▸ **TASK REQUIREMENTS**: With nothing added and nothing dropped, copy the entire listing.

▸ **DATASET CONTENT**:
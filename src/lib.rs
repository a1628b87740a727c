pub mod cli;
pub mod config;
pub mod dispatch;
pub mod mcp;
pub mod upstream;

▸ **ANSWER SECTION**:
filename src/lib.rs
repository a1628b87740a727c
pub mod cli;
pub mod config;
pub mod dispatch;
pub mod mcp;
pub mod upstream;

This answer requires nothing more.